On the other hand, for example, Patent Document 1 proposes a configuration for making the voltage applied to each piezoelectric element more uniform. Specifically, the liquid injection head described in Patent Document 1 includes individual electrodes and common electrodes, and each pressure is generated by a substantial driving portion (piezoelectric active portion) of the piezoelectric element defined by these electrodes. It is provided in the area facing the chamber. The wiring electrodes and the common electrodes provided along the juxtaposed direction of the piezoelectric active portions are connected by the common lead electrodes provided between the piezoelectric active portions. With such a configuration, it is said that the voltage applied to each piezoelectric element is more uniform.

Japanese Unexamined Patent Publication No. 2011-194783

However, in the case of the liquid injection head of Patent Document 1, since the common lead electrode is provided in a narrow space between the adjacent piezoelectric body active portions, the width dimension of the common lead electrode is also small. Then, when the common lead electrode and the wiring electrode are connected, there is a possibility that the individual electrodes are short-circuited or the connection between the common lead electrode and the wiring electrode is poor.

Therefore, an object of the present invention is to provide a liquid discharge device capable of making the voltage applied to a plurality of piezoelectric layers more uniform and suppressing the occurrence of electrical connection failure.

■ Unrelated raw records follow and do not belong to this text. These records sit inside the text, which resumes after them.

// Dirty tracking

use std::ops::Range;

/// Change tracking shared by generated wrappers and dynamic instances.
///
/// Mutation sets the flag implicitly; only the consumer clears it, after it
/// has pushed the new contents to the device.
pub trait DirtyState {
    fn is_dirty(&self) -> bool;
    fn set_clean(&mut self);
}

impl<T: DirtyState> DirtyState for [T] {
    fn is_dirty(&self) -> bool {
        self.iter().any(DirtyState::is_dirty)
    }

    fn set_clean(&mut self) {
        self.iter_mut().for_each(DirtyState::set_clean);
    }
}

impl<T: DirtyState, const N: usize> DirtyState for [T; N] {
    fn is_dirty(&self) -> bool {
        self.as_slice().is_dirty()
    }

    fn set_clean(&mut self) {
        self.as_mut_slice().set_clean();
    }
}

impl<T: DirtyState> DirtyState for Vec<T> {
    fn is_dirty(&self) -> bool {
        self.as_slice().is_dirty()
    }

    fn set_clean(&mut self) {
        self.as_mut_slice().set_clean();
    }
}

/// One modified leaf: its path from the root and where its bytes live.
#[derive(Debug, Clone, PartialEq, Eq)]
pub struct DirtyField {
    /// `light.color`, `weights[2]`, `lights[1].radius`.
    pub path: String,
    pub offset: u32,
    pub size: u32,
    pub location: Option<u32>,
}

impl DirtyField {
    pub fn range(&self) -> Range<usize> {
        self.offset as usize..(self.offset + self.size) as usize
    }
}

/// Leaves modified since the last `set_clean`, in layout order.
#[derive(Debug, Clone, Default, PartialEq, Eq)]
pub struct DirtyFieldSet {
    fields: Vec<DirtyField>,
}

impl DirtyFieldSet {
    pub fn new() -> Self {
        Self::default()
    }

    pub fn push(&mut self, field: DirtyField) {
        self.fields.push(field);
    }

    pub fn is_empty(&self) -> bool {
        self.fields.is_empty()
    }

    pub fn len(&self) -> usize {
        self.fields.len()
    }

    pub fn iter(&self) -> impl Iterator<Item = &DirtyField> {
        self.fields.iter()
    }

    pub fn contains(&self, path: &str) -> bool {
        self.fields.iter().any(|field| field.path == path)
    }

    /// Byte ranges to upload, with touching ranges merged.
    pub fn ranges(&self) -> Vec<Range<usize>> {
        let mut ranges: Vec<Range<usize>> = self.fields.iter().map(DirtyField::range).collect();
        ranges.sort_by_key(|range| range.start);
        let mut merged: Vec<Range<usize>> = Vec::with_capacity(ranges.len());
        for range in ranges {
            match merged.last_mut() {
                Some(last) if range.start <= last.end => last.end = last.end.max(range.end),
                _ => merged.push(range),
            }
        }
        merged
    }
}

The present invention has been made to solve the above-mentioned problems, and in the liquid discharge device according to the present invention, a plurality of individual channels to which liquids are supplied are formed at a predetermined arrangement pitch along a predetermined arrangement direction. A piezoelectric element is configured by sandwiching a piezoelectric layer between an individual channel and a common electrode, and a piezoelectric element is provided corresponding to each of the plurality of individual channels. It is provided with an individual wiring extending to an external connection area set as an area to be connected to the board and having contacts connected to the individual terminals of the external board, and the channel row is part of the arrangement direction. The individual wiring has an in-column gap which is a region between two adjacent individual channels provided at a distance larger than the arrangement pitch, and the individual wiring corresponds to the individual channel in the external connection region. A first common wiring extending from the common electrode and connected to a common terminal of the external board is provided in a portion extending to the portion and corresponding to the gap in the row in the external connection region. There is.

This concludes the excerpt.